Atualmente, os pilares da boa governança corporativa estão cada vez mais sendo fortalecidos, pois, com o amplo acesso às informações e com cidadãos mais conscientes de seus direitos, certos fatos anteriormente pouco divulgados, e por isso relevado, não são mais tolerados. Hábitos que estão entranhados em nossos costumes, como o uso do aparelho de Estado em benefício de interesse político-partidário ou privado, são expostos aos brasileiros de uma forma mais clara e transparente. Hoje clamamos por um "basta" ao uso que se tem feito da máquina pública em nosso país.
Trata-se de uma ótima notícia, pois com o conhecimento de como funcionam os esquemas de corrupção, de quem são os diferentes atores envolvidos nessa produção "cinematográfica" de custos elevados, mas de qualidade péssima e associados às limitações dos atuais sistemas de prevenção e controle, temos a real oportunidade de aperfeiçoar nossas instituições e colocá-las a serviço dos verdadeiros interesses públicos, contando com a participação de amplas camadas da sociedade.

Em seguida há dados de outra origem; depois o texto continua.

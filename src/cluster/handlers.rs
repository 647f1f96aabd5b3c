//! Transport Server
//!
//! The HTTP face of a node. Two endpoints: `GET /heartbeat` (unauthenticated
//! liveness) and `POST /submit` (bearer-authenticated task intake). A valid
//! submission is enqueued into this node's own worker pool, resolved through
//! this node's own registry, and tagged with a `remote:` display-name prefix
//! so operators can tell forwarded work from locally submitted work.
//!
//! Status mapping: 200 enqueued, 400 malformed body or bad priority code,
//! 401 missing/incorrect token, 404 unknown path (axum fallback).

use super::protocol::{
    ENDPOINT_HEARTBEAT, ENDPOINT_SUBMIT, ErrorResponse, HeartbeatResponse,
    SubmitTaskRequest, SubmitTaskResponse,
};
use crate::scheduler::pool::{SubmitOptions, WorkerPool};
use crate::scheduler::types::{Priority, WorkSpec};

use axum::http::{HeaderMap, StatusCode};
use axum::response::{IntoResponse, Response};
use axum::routing::{get, post};
use axum::{Extension, Json, Router};
use std::sync::Arc;

pub struct ServerState {
    pub pool: Arc<WorkerPool>,
    /// When set, `/submit` requires `Authorization: Bearer <token>`.
    pub auth_token: Option<String>,
}

/// Builds the node's HTTP router.
pub fn app(state: Arc<ServerState>) -> Router {
    Router::new()
        .route(ENDPOINT_HEARTBEAT, get(handle_heartbeat))
        .route(ENDPOINT_SUBMIT, post(handle_submit))
        .layer(Extension(state))
}

pub async fn handle_heartbeat() -> Json<HeartbeatResponse> {
    Json(HeartbeatResponse {
        status: "ok".to_string(),
    })
}

fn error_response(status: StatusCode, error: String) -> Response {
    (status, Json(ErrorResponse { error })).into_response()
}

pub async fn handle_submit(
    Extension(state): Extension<Arc<ServerState>>,
    headers: HeaderMap,
    body: String,
) -> Response {
    if let Some(expected) = &state.auth_token {
        let presented = headers
            .get(axum::http::header::AUTHORIZATION)
            .and_then(|value| value.to_str().ok());
        if presented != Some(format!("Bearer {}", expected).as_str()) {
            tracing::warn!("Rejected submission: missing or incorrect bearer token");
            return error_response(
                StatusCode::UNAUTHORIZED,
                "invalid or missing bearer token".to_string(),
            );
        }
    }

    // Body is parsed by hand so a malformed payload maps to a plain 400
    // instead of axum's extractor rejection.
    let request: SubmitTaskRequest = match serde_json::from_str(&body) {
        Ok(request) => request,
        Err(e) => {
            tracing::warn!("Rejected submission: malformed body ({})", e);
            return error_response(
                StatusCode::BAD_REQUEST,
                format!("malformed request body: {}", e),
            );
        }
    };

    let priority = match Priority::from_code(request.priority) {
        Some(priority) => priority,
        None => {
            return error_response(
                StatusCode::BAD_REQUEST,
                format!("invalid priority code {}", request.priority),
            );
        }
    };

    let spec = WorkSpec::Named {
        name: request.name.clone(),
        payload: request.payload,
        context: request.context,
    };
    let opts = SubmitOptions {
        priority,
        name: Some(format!("remote:{}", request.name)),
        labels: request.labels.into_iter().collect(),
        ..SubmitOptions::default()
    };

    match state.pool.submit(spec, opts) {
        Ok(id) => {
            tracing::info!("Accepted remote task '{}' as {}", request.name, id.0);
            Json(SubmitTaskResponse { enqueued: true }).into_response()
        }
        Err(e) => {
            tracing::error!("Failed to enqueue remote task '{}': {}", request.name, e);
            error_response(StatusCode::INTERNAL_SERVER_ERROR, e.to_string())
        }
    }
}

Podemos, sim, afirmar que o Brasil hoje está bem mais preparado para a "onda" implementação da governança corporativa. Associados a essa onda de transparência existem os resultados positivos de nossa economia, produzindo, contudo, no país uma perigosa sensação de solidez, pois já não existe a mesma urgência por reformas estruturais. O rigor pela disciplina fiscal parece estar esmaecendo. As próprias condições de governabilidade parecem estar em deterioração. O clima de otimismo econômico não tem sido suficiente para as empresas acelerarem a produção, porque muitas permanecem reticentes em investir na ampliação da capacidade produtiva. A superação das incertezas, quando decisões de investimento estão em questão, requer saber se estamos seguramente estruturados ou apenas "surfando" na onda de um novo milagre econômico.
Não importa o momento, as grandes tarefas, os grandes desafios, ou até mesmo os grandes empreendimentos, sejam eles no governo ou na direção de uma empresa, exigem que o homem pense, reflita sobre o histórico dos fatos, observe o momento de transição e se projete para o amanhã de forma estruturada e ciente dos riscos que existem diante do novo, do desconhecido.